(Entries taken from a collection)
-- Opening Marker --
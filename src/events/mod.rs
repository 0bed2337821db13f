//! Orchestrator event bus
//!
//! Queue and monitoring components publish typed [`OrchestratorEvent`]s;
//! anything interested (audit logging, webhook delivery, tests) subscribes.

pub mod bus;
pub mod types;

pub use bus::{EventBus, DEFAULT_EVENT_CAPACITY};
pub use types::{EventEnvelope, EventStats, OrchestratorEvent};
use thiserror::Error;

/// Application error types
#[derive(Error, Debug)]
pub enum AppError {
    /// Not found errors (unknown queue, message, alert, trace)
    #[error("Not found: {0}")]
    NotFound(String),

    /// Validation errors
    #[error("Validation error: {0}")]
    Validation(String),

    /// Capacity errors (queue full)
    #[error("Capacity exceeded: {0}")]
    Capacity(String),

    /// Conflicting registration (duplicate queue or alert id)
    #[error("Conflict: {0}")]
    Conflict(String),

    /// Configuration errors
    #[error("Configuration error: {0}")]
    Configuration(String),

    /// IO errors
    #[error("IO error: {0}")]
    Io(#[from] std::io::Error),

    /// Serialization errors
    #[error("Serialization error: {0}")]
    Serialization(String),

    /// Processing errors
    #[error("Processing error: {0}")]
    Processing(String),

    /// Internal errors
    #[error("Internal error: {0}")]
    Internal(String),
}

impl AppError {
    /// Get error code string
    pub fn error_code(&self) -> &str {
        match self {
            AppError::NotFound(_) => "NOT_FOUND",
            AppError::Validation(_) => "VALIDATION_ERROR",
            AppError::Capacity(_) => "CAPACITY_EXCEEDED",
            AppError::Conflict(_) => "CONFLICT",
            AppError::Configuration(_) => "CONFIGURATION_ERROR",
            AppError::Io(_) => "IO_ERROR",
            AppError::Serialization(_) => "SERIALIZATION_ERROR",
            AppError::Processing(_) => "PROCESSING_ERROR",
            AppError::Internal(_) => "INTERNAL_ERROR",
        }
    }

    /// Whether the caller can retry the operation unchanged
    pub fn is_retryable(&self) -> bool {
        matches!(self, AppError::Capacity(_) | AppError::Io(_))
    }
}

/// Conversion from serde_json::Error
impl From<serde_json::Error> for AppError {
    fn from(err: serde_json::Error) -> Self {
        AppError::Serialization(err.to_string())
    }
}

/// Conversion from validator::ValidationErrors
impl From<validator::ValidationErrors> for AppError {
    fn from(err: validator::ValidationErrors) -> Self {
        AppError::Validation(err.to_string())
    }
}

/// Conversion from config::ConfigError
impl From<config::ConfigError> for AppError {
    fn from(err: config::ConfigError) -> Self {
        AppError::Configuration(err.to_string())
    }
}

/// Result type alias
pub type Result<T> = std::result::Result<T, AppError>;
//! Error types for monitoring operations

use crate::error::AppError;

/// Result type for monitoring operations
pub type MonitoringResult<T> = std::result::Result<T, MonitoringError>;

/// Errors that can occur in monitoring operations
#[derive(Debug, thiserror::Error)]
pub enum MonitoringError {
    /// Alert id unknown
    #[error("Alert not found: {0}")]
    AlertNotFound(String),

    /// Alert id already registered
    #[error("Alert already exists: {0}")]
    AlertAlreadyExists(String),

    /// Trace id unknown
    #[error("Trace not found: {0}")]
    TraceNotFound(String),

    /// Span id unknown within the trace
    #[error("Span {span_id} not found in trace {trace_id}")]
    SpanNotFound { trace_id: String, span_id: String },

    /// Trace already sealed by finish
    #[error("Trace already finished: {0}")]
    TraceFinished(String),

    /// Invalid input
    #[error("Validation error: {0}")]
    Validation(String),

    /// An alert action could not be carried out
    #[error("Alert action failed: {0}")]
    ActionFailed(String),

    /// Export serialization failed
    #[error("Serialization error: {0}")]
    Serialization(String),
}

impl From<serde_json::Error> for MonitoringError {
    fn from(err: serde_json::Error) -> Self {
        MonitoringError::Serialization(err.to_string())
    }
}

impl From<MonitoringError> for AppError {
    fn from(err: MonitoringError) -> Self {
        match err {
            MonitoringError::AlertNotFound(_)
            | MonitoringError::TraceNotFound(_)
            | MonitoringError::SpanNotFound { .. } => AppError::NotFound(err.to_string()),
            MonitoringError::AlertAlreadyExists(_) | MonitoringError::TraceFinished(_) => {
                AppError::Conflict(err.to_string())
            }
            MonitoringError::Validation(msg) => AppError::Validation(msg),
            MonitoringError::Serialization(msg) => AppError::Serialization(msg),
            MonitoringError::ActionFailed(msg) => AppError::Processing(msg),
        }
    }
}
-- Closing Marker --
▶ Instructions to follow
Please copy the lines in the records above between the one holding "impl From<config::ConfigError> for" and the one holding "Trace id unknown", inclusive, exactly and with no other line.

▶ Problem solution
impl From<config::ConfigError> for AppError {
    fn from(err: config::ConfigError) -> Self {
        AppError::Configuration(err.to_string())
    }
}

/// Result type alias
pub type Result<T> = std::result::Result<T, AppError>;
//! Error types for monitoring operations

use crate::error::AppError;

/// Result type for monitoring operations
pub type MonitoringResult<T> = std::result::Result<T, MonitoringError>;

/// Errors that can occur in monitoring operations
#[derive(Debug, thiserror::Error)]
pub enum MonitoringError {
    /// Alert id unknown
    #[error("Alert not found: {0}")]
    AlertNotFound(String),

    /// Alert id already registered
    #[error("Alert already exists: {0}")]
    AlertAlreadyExists(String),

    /// Trace id unknown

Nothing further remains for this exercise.